Secondo il primo, l’acquisizione, nel corso di attività ispettive o di vigilanza durante il cui svolgimento siano emersi indizi di reato, degli atti necessari ad assicurare le fonti di prova senza l’osservanza delle
disposizioni del codice di rito relative alla fase delle indagini preliminari integra la nullità d’ordine generale di cui all’art. 178, comma primo, lett. c), cod. proc. pen. (Sez. 3, n. 5235 del 24/05/2016, dep. 2017, Rv. 269214 – 01; Sez. 6, n. 36695 del 06/10/2010, Rv. 248527 – 01; Sez. F, n. 38393 del 27/07/2010, Rv. 248911 – 01).
Nell’ambito di tale orientamento, alcune sentenze ritengono che la nullità deve essere eccepita prima della pronuncia del provvedimento che conclude l’udienza preliminare, ovvero, se questa udienza manchi, entro il termine previsto dall’art. 491, comma primo, cod. proc. pen. (Sez. F, n. 38393, cit.), altre sostengono che la nullità debba essere dedotta o rilevata non oltre la deliberazione della sentenza di primo grado (Sez. 6, n. 36695, cit.; Sez. 3, n. 21136 dell’11/05/2006, Rv. 234521 – 01; Sez. 3, n. 5207 del 15/03/2000, Rv. 216069 – 01)
Il secondo orientamento ritiene, invece, la inutilizzabilità del risultato probatorio acquisito in violazione delle garanzie stabilite dall’art. 220 disp. att. c.p.p. (Sez. 3, n. 9977 del 21/11/2019, dep. 2020, Rv. 278423 – 01; Sez. 3, n. 6594 del 26/10/2016, dep. 2017, Rv. 269299 – 01; Sez. 3, n. 15372 del 10/02/2010, Rv. 246599 – 01; Sez. 3, n. 6881 del 18/11/2008, Rv. 242523 – 01; Sez. 3, n. 7820 del 01/04/1998, Rv. 211225 – 01).

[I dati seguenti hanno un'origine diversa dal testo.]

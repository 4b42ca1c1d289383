use std::collections::HashMap;
use std::path::{Path, PathBuf};

use lofty::config::WriteOptions;
use lofty::file::{TaggedFileExt};
use lofty::probe::Probe;
use lofty::tag::{Accessor, ItemKey};

use crate::domain::download::Download;
use crate::domain::release::{ReleaseMetadata, ReleaseTrackMetadata};
use crate::repository::{RepositoryError, SqliteDownloadsRepository};
use crate::services::rename;
use crate::services::scanner;
use crate::utils::config::TransferConfig;
use crate::utils::db::Store;

#[derive(Debug, thiserror::Error)]
pub enum ImportError {
    #[error(transparent)]
    Repository(#[from] RepositoryError),

    #[error(transparent)]
    Sqlx(#[from] sqlx::Error),

    #[error("Download <{0}> not found.")]
    DownloadNotFound(i64),

    #[error("I/O error moving '{path}': {source}")]
    Io { path: PathBuf, source: std::io::Error },

    #[error("Failed to read or write tags for '{path}': {source}")]
    Tagging { path: PathBuf, source: lofty::error::LoftyError },
}

/// One track's source file paired with the authoritative metadata it should
/// be re-tagged and renamed to (spec §4.5 step 3).
pub struct ImportPlanItem {
    pub source_path: PathBuf,
    pub track: ReleaseTrackMetadata,
}

/// Per-file outcome of an import run: either the destination path it landed
/// at, or the error that stopped it — a failure on one file never aborts the
/// rest of the batch (spec §4.5).
pub struct ImportedFile {
    pub source_path: PathBuf,
    pub result: Result<PathBuf, ImportError>,
}

fn write_optional(tag: &mut lofty::tag::Tag, key: ItemKey, value: &Option<String>) {
    match value {
        Some(v) if !v.is_empty() => tag.insert_text(key, v.clone()),
        _ => {
            tag.remove_key(&key);
        }
    }
}

/// Re-tags one file in place with the release's authoritative metadata (spec
/// §4.5 step 3): every field MusicBrainz resolution supplies overwrites
/// whatever the file previously carried.
fn retag_file(path: &Path, release: &ReleaseMetadata, track: &ReleaseTrackMetadata) -> Result<(), ImportError> {
    let mut tagged_file = Probe::open(path)
        .map_err(|source| ImportError::Tagging { path: path.to_path_buf(), source })?
        .read()
        .map_err(|source| ImportError::Tagging { path: path.to_path_buf(), source })?;

    if tagged_file.primary_tag().is_none() {
        let tag_type = tagged_file.primary_tag_type();
        tagged_file.insert_tag(lofty::tag::Tag::new(tag_type));
    }

    let tag = tagged_file.primary_tag_mut().expect("tag inserted above if absent");

    tag.set_artist(track.artist.clone());
    tag.insert_text(ItemKey::AlbumArtist, release.album_artist.clone());
    tag.set_album(release.album.clone());
    tag.set_title(track.title.clone());

    if let Some(track_number) = track.track_number {
        tag.set_track(track_number as u32);
    }
    if let Some(disc_number) = track.disc_number {
        tag.set_disk(disc_number as u32);
    }
    if let Some(year) = release.year {
        tag.set_year(year as u32);
    }

    write_optional(tag, ItemKey::OriginalReleaseDate, &release.original_date);
    write_optional(tag, ItemKey::RecordingDate, &release.date);
    write_optional(tag, ItemKey::Label, &release.label);
    write_optional(tag, ItemKey::CatalogNumber, &release.catalog_number);
    write_optional(tag, ItemKey::Barcode, &release.barcode);
    write_optional(tag, ItemKey::OriginalMediaType, &release.media);
    write_optional(tag, ItemKey::RecordLabel, &release.label);
    // Lofty has no dedicated `ItemKey` for these MusicBrainz-specific fields;
    // `Unknown` with the Picard/Vorbis field name is the same fallback the
    // rest of the pack uses for tags outside lofty's known set.
    write_optional(tag, ItemKey::Unknown("RELEASETYPE".to_string()), &release.release_type_primary);
    write_optional(tag, ItemKey::Unknown("RELEASECOUNTRY".to_string()), &release.country);
    write_optional(tag, ItemKey::Unknown("SCRIPT".to_string()), &release.script);
    write_optional(tag, ItemKey::MusicBrainzReleaseGroupId, &Some(release.release_group_id.to_string()));
    write_optional(tag, ItemKey::MusicBrainzReleaseId, &Some(release.release_id.to_string()));

    tagged_file
        .save_to_path(path, WriteOptions::default())
        .map_err(|source| ImportError::Tagging { path: path.to_path_buf(), source })?;

    Ok(())
}

fn extension_of(path: &Path) -> String {
    path.extension().and_then(|e| e.to_str()).unwrap_or("").to_lowercase()
}

/// Copies cover art (`cover.jpg`/`cover.png`/`folder.jpg`) found alongside
/// `source_dir` into `dest_dir`, if not already present there. Always a
/// copy, never a move — the source file may still be wanted by the
/// transfer daemon's own directory, unlike a track file which `std::fs::rename`
/// already claimed exclusively. Best-effort: a missing or unreadable cover
/// is not an import failure.
fn copy_cover_art(source_dir: &Path, dest_dir: &Path) {
    const CANDIDATES: &[&str] = &["cover.jpg", "cover.png", "folder.jpg", "folder.png"];

    for candidate in CANDIDATES {
        let source = source_dir.join(candidate);
        if !source.is_file() {
            continue;
        }

        let dest = dest_dir.join(candidate);
        if dest.is_file() {
            continue;
        }

        if let Err(err) = std::fs::copy(&source, &dest) {
            log::warn!("Failed to copy cover art {} to {}: {}", source.display(), dest.display(), err);
        }
        break;
    }
}

/// Runs the import pipeline for one download (spec §4.5): re-tags each
/// planned file with the release's authoritative metadata, moves it to its
/// resolved destination under `transfer.library_root`, copies cover art
/// alongside it, lands every successfully imported path in the library via
/// `scanner::add_tracks`, and — once every planned file has imported clean —
/// removes the now-redundant download row.
pub async fn import_download(
    store: &Store,
    transfer: &TransferConfig,
    download_id: i64,
    release: &ReleaseMetadata,
    plan: Vec<ImportPlanItem>,
) -> Result<Vec<ImportedFile>, ImportError> {
    let downloads_repo = SqliteDownloadsRepository::new();

    let download: Download = {
        let mut conn = store.pool().acquire().await?;
        downloads_repo
            .by_id(&mut conn, download_id)
            .await?
            .ok_or(ImportError::DownloadNotFound(download_id))?
    };

    let mut results = Vec::with_capacity(plan.len());
    let mut imported_paths: Vec<String> = download.imported_paths().to_vec();
    let mut newly_imported: Vec<PathBuf> = Vec::new();

    for item in plan {
        let outcome = (|| -> Result<PathBuf, ImportError> {
            let extension = extension_of(&item.source_path);
            let destination =
                rename::resolve_destination(&transfer.library_root, &transfer.folder_template, &transfer.filename_template, release, &item.track, &extension);

            if let Some(parent) = destination.parent() {
                std::fs::create_dir_all(parent)
                    .map_err(|source| ImportError::Io { path: parent.to_path_buf(), source })?;
            }

            std::fs::rename(&item.source_path, &destination).or_else(|_| {
                std::fs::copy(&item.source_path, &destination).map(|_| ()).and_then(|_| std::fs::remove_file(&item.source_path))
            }).map_err(|source| ImportError::Io { path: destination.clone(), source })?;

            retag_file(&destination, release, &item.track)?;

            if let (Some(source_parent), Some(dest_parent)) = (item.source_path.parent(), destination.parent()) {
                copy_cover_art(source_parent, dest_parent);
            }

            Ok(destination)
        })();

        if let Ok(destination) = &outcome {
            imported_paths.push(destination.to_string_lossy().to_string());
            newly_imported.push(destination.clone());
        } else if let Err(err) = &outcome {
            log::warn!("Failed to import {}: {}", item.source_path.display(), err);
        }

        results.push(ImportedFile { source_path: item.source_path, result: outcome });
    }

    {
        let mut conn = store.pool().acquire().await?;
        downloads_repo.push_imported_path(&mut *conn, download_id, &imported_paths).await?;
    }

    if !newly_imported.is_empty() {
        let report = scanner::add_tracks(store, &newly_imported).await;
        for failed in report.failed() {
            log::warn!("Failed to land imported track index {}: {}", failed.batch_index, failed.result.as_ref().unwrap_err());
        }
    }

    let all_files_imported = results.iter().all(|r| r.result.is_ok()) && results.len() == download.files().len();
    if all_files_imported {
        let mut conn = store.pool().acquire().await?;
        downloads_repo.delete(&mut *conn, download_id).await?;
    }

    Ok(results)
}

/// Groups planned items by their resolved folder (for building destination
/// directories up front) — a convenience for callers assembling an
/// `ImportPlanItem` list from per-track release metadata.
pub fn group_by_folder(
    transfer: &TransferConfig,
    release: &ReleaseMetadata,
    tracks: &[ReleaseTrackMetadata],
) -> HashMap<String, Vec<usize>> {
    let mut groups: HashMap<String, Vec<usize>> = HashMap::new();
    for (index, track) in tracks.iter().enumerate() {
        let folder = rename::resolve_folder(&transfer.folder_template, release, track);
        groups.entry(folder).or_default().push(index);
    }
    groups
}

Nell’ambito di questo secondo orientamento si è però precisato che la violazione dell’art. 220 disp. att. cod. proc. pen. non comporta automaticamente l’inutilizzabilità dei risultati probatori acquisiti nell’ambito di attività ispettive o di vigilanza, essendo invece necessario che tale sanzione processuale sia autonomamente prevista dalle norme del codice di rito cui la disposizione citata rimanda (Sez. 3, n. 9977 del 21/11/2019, dep. 2020, Rv. 278423 – 01, che ha precisato che è onere di chi eccepisce l’inutilizzabilità, indicare, a pena di inammissibilità del ricorso, gli atti specificamente affetti dal vizio e l’incidenza degli stessi rispetto al provvedimento impugnato; nello stesso senso, Sez. 3, n. 6594 del 26/10/2016, dep. 2017, Rv. 269299 – 01).
Fatta questa premessa ricognitiva, il collegio non ritiene necessario scegliere – non esplicitamente, almeno – a quale orientamento aderire, limitandosi ad osservare che 1a dedotta inutilizzabilità/nullità dei risultati delle analisi dei reflui si basa su una ricostruzione del fatto diversa da quel che risulta dal testo della sentenza impugnata, sollecitando il ricorrente una verifica di coerenza tra la motivazione e le prove indicate ai fini della decisione che dà per scontata la possibilità della Corte di cassazione di accedere al fascicolo del dibattimento e di leggerne il contenuto (nel caso di specie, i verbali di testimonianza e di campionamento), operazione, come noto, preclusa in sede di legittimità in assenza di travisamenti di sorta.
Il collegio perviene pertanto alla conclusione che la questione posta non è di diritto, ma di fatto: di qui l’inammissibilità del ricorso.